Executive Summary
Record-setting pace of NME approvals is a cause for celebration. But is it a sign that drug industry R&D productivity has actually improved? The US FDA’s top drug review official thinks so – but the data aren’t yet clear.
The US Food & Drug Administration is already in record territory with 55 new molecular entity/novel biologic approvals already in 2018, with almost three weeks still left in the year.
That breaks the single-year record of NME approvals set in 1996 (53). And, perhaps more impressively, it brings FDA’s two-year approval total to 101—well above the past record of 92 in 1996-97. (Also see “US FDA Blows Past Novel Approvals Record On Way To Unprecedented Year For New Drugs” – Pink Sheet, 28 Oct, 2018.)
High NME approval tallies are always a good news story for FDA, and a couple of good years during an approval-oriented era at FDA should put drug industry R&D executives in the holiday spirit as well.
But what if this is more than “just” a record year.

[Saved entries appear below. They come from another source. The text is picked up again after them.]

//! Simple SDK Example
//!
//! Demonstrates indexing, waiting on a task, searching and tenant tokens.
//!
//! # Usage
//!
//! 1. Start Meilisearch:
//!    ```bash
//!    meilisearch --master-key masterKey
//!    ```
//!
//! 2. Run this example:
//!    ```bash
//!    MEILI_API_KEY=masterKey cargo run --example simple
//!    ```

use meili_sdk::{
    Client, ClientConfig, KeysQuery, SearchRequest, SearchRule, SearchRules, TenantTokenOptions,
    WaitParams,
};
use serde_json::json;
use std::time::Duration;

#[tokio::main]
async fn main() -> Result<(), Box<dyn std::error::Error>> {
    println!("Meili SDK - Simple Example");
    println!("==========================\n");

    // 1. Connect
    println!("1. Connecting...");
    let client = Client::new(ClientConfig::load()?)?;
    let version = client.version().await?;
    println!("   ✓ Meilisearch {}\n", version.pkg_version);

    // 2. Index documents
    println!("2. Adding documents...");
    let books = client.index("books");
    let info = books
        .add_documents(
            &[
                json!({"id": 1, "title": "Dune", "user_id": 1}),
                json!({"id": 2, "title": "Hyperion", "user_id": 2}),
            ],
            Some("id"),
        )
        .await?;
    println!("   ✓ Task {} enqueued\n", info.task_uid);

    // 3. Wait for the task
    println!("3. Waiting for task {}...", info.task_uid);
    let task = books
        .wait_for_task(
            info.task_uid,
            WaitParams::new().with_timeout(Duration::from_secs(30)),
        )
        .await?;
    println!("   ✓ Task {} {}\n", task.uid, task.status);

    let info = books.update_filterable_attributes(["user_id"]).await?;
    books.wait_for_task(info.task_uid, WaitParams::new()).await?;

    // 4. Search
    println!("4. Searching...");
    let results = books.search(&SearchRequest::new("dune")).await?;
    println!("   ✓ {} hits\n", results.hits.len());

    // 5. Tenant token restricted to user 1
    println!("5. Generating a tenant token...");
    let keys = client.get_keys(&KeysQuery::default()).await?;
    let Some(key) = keys.results.first() else {
        println!("   ✗ No API key available");
        return Ok(());
    };
    let rules = SearchRules::new().with_index("books", SearchRule::filter("user_id = 1"));
    let token = client.generate_tenant_token(
        &key.uid,
        Some(&rules),
        &TenantTokenOptions::default().with_api_key(key.key.clone()),
    )?;

    let tenant = Client::new(ClientConfig::new(client.config().host.clone()).with_api_key(token))?;
    let results = tenant
        .index("books")
        .search(&SearchRequest::placeholder())
        .await?;
    println!("   ✓ Tenant sees {} hits\n", results.hits.len());

    println!("Done!");
    Ok(())
}
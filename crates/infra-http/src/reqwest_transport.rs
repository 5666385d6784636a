// Transport implementation over reqwest
// reason: reqwest for pooled async HTTP with per-request timeouts (ADR-002)
use async_trait::async_trait;
use reqwest::{Client, Method, StatusCode};
use serde_json::Value;
use std::time::Duration;
use tracing::{debug, warn};

use meili_core::port::{HttpMethod, HttpRequest, HttpResponse, Transport, TransportError};

/// Header identifying the client library (and any wrapping integrations)
pub const CLIENT_AGENT_HEADER: &str = "X-Meilisearch-Client";

const DEFAULT_REQUEST_TIMEOUT: Duration = Duration::from_secs(30);

/// Connection settings of the transport
#[derive(Debug, Clone)]
pub struct HttpSettings {
    /// Base URL, e.g. `http://localhost:7700`
    pub host: String,
    /// Sent as `Authorization: Bearer <api_key>`; may be a tenant token
    pub api_key: Option<String>,
    pub timeout: Duration,
    /// Extra agents appended to the client agent header
    pub client_agents: Vec<String>,
}

impl HttpSettings {
    pub fn new(host: impl Into<String>) -> Self {
        Self {
            host: host.into(),
            api_key: None,
            timeout: DEFAULT_REQUEST_TIMEOUT,
            client_agents: Vec::new(),
        }
    }

    pub fn with_api_key(mut self, api_key: impl Into<String>) -> Self {
        self.api_key = Some(api_key.into());
        self
    }

    pub fn with_timeout(mut self, timeout: Duration) -> Self {
        self.timeout = timeout;
        self
    }

    pub fn with_client_agents(mut self, agents: Vec<String>) -> Self {
        self.client_agents = agents;
        self
    }
}

/// `Transport` backed by a pooled `reqwest::Client`
#[derive(Clone)]
pub struct ReqwestTransport {
    client: Client,
    base_url: String,
    api_key: Option<String>,
    client_agent: String,
}

impl ReqwestTransport {
    /// Build a transport from settings
    ///
    /// # Errors
    /// `TransportError::InvalidRequest` if the host is empty or the HTTP client
    /// cannot be constructed
    pub fn new(settings: HttpSettings) -> Result<Self, TransportError> {
        let base_url = settings.host.trim_end_matches('/').to_string();
        if base_url.is_empty() {
            return Err(TransportError::InvalidRequest(
                "host must not be empty".to_string(),
            ));
        }

        let client = Client::builder()
            .timeout(settings.timeout)
            .build()
            .map_err(|e| TransportError::InvalidRequest(e.to_string()))?;

        Ok(Self {
            client,
            base_url,
            api_key: settings.api_key.filter(|k| !k.is_empty()),
            client_agent: client_agent(&settings.client_agents),
        })
    }

    pub fn base_url(&self) -> &str {
        &self.base_url
    }
}

fn client_agent(extra: &[String]) -> String {
    let mut agents = vec![format!("Meili Rust (v{})", meili_core::VERSION)];
    agents.extend(extra.iter().filter(|a| !a.is_empty()).cloned());
    agents.join(" ; ")
}

fn to_method(method: HttpMethod) -> Method {
    match method {
        HttpMethod::Get => Method::GET,
        HttpMethod::Post => Method::POST,
        HttpMethod::Put => Method::PUT,
        HttpMethod::Patch => Method::PATCH,
        HttpMethod::Delete => Method::DELETE,
    }
}

fn to_transport_error(err: reqwest::Error) -> TransportError {
    if err.is_timeout() {
        TransportError::Timeout(err.to_string())
    } else if err.is_builder() {
        TransportError::InvalidRequest(err.to_string())
    } else {
        TransportError::Communication(err.to_string())
    }
}

/// Parse a response body
///
/// Empty bodies (204, empty 202) yield `None`. Non-JSON bodies of error
/// responses are kept as a JSON string so the caller can report them.
fn parse_body(status: StatusCode, bytes: &[u8]) -> Result<Option<Value>, TransportError> {
    if bytes.iter().all(u8::is_ascii_whitespace) {
        return Ok(None);
    }
    match serde_json::from_slice(bytes) {
        Ok(value) => Ok(Some(value)),
        Err(_) if !status.is_success() => Ok(Some(Value::String(
            String::from_utf8_lossy(bytes).into_owned(),
        ))),
        Err(e) => Err(TransportError::InvalidResponse(e.to_string())),
    }
}

#[async_trait]
impl Transport for ReqwestTransport {
    async fn issue(&self, request: HttpRequest) -> Result<HttpResponse, TransportError> {
        let url = format!("{}{}", self.base_url, request.path);

        let mut builder = self
            .client
            .request(to_method(request.method), &url)
            .header(CLIENT_AGENT_HEADER, &self.client_agent);
        if !request.query.is_empty() {
            builder = builder.query(&request.query);
        }
        if let Some(api_key) = &self.api_key {
            builder = builder.bearer_auth(api_key);
        }
        if let Some(body) = &request.body {
            builder = builder.json(body);
        }

        let response = builder.send().await.map_err(|e| {
            warn!(method = %request.method, url = %url, error = %e, "HTTP request failed");
            to_transport_error(e)
        })?;

        let status = response.status();
        let bytes = response.bytes().await.map_err(to_transport_error)?;
        debug!(
            method = %request.method,
            url = %url,
            status = status.as_u16(),
            bytes = bytes.len(),
            "HTTP response received"
        );

        Ok(HttpResponse::new(status.as_u16(), parse_body(status, &bytes)?))
    }
}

What if it is evidence that, at long last, drug industry R&D productivity has started to improve? That would be a real cause for celebration.
Well, FDA’s top new drug official – Center for Drug Evaluation & Research Director Janet Woodcock – things it is just that.
“I think for the first time the pharmaceutical industry’s productivity has gone up – like a jump,” she said during the Prevision Policy/Friends of Cancer Research Biopharma Congress in November. “For 30 years, it was a stable number of NME output despite increasing and increasing investment,” she said, noting that “people call that Eroome’s law, the opposite of Moore’s law.”
The investment in molecular genetics – including a significant federal investment via the National Institutes of Health – has led to a “scientific revolution” and a wave of new targeted therapies, Woodcock said. At the same time, she said, “regular science” has progressed rapidly, “so we know more about many other diseases, not just genetic diseases.”
“What we have seen in the last couple of years is a jump in the submissions” to the agency, she said. And FDA does not see that as a temporary blip. “That that is probably going to continue” so FDA has to have “new ways to manage those and handle them.”
So it sounds like there is every reason for cheer in the industry as 2018 draws to a close. Though – not to sound like the Grinch or anything – the data don’t quite prove Woodcock’s point. At least not yet.
A Three-Year Rolling Grinch
During the FDA/CMS Summit Dec. 11, Office of New Drugs acting Chief of Staff Khushboo Sharma presented the agency’s annual update on the new drug review program at FDA, which offers a look back across the user fee era in the number of NME submissions and approvals each year.
And, while there is no doubt that the current period is much better than the decade of the 2000s, it is hard to see evidence that Moore’s law has taken hold for drug development when compared to the mid-1990s.
On the approval side, if you look at the last three years, FDA now tallies 120 NME approvals since 2016. That compares to 122 NME approvals in 1996-1998. Granted, FDA may well approve another handful of NMEs and set a new three-year high – but it is hard to use that data to argue that industry has dramatically increased productivity over 20 years.
Looking at submissions, FDA had a record-setting year in 2017, with 57 NME filings. As of Nov. 30, it has received 43 submissions in 2018 (the same amount it had as of November 30, 2017). Even before the year-end filing rush, the latest three years have already topped the 1995-1997 period for NME filings: 143 vs. 136. But if you extend to a fourth year, it is 179 filings (1995-1998) vs. 178 (2015-2018 YTD).
Clearly, if FDA ends up with 55-60 NME filings again in 2018, it will start to look like a significant increase – though it is still debatable if anyone in 1995 would have been happy to know that they would have to wait more than 20 years before the industry was able to top 50 NME filings in a single year.
Sharma’s data do show one area of dramatic growth in R&D activity, with a continued increase in the number of commercial INDS on file at FDA. As of Nov. 30, FDA counts 7,201 INDs – up from 7,020 a year ago, and way up from the 4,361 in 2004 (the earliest year included in the chart). Of course, that is hardly a measure of productivity – at least not yet. That depends on how many of those new IND filings actually make it through to FDA approval.
So there is definitely plenty of good news to celebrate in the FDA approval numbers as 2018 draws to a close. But maybe hold off on that really special bottle of champagne for a few more years.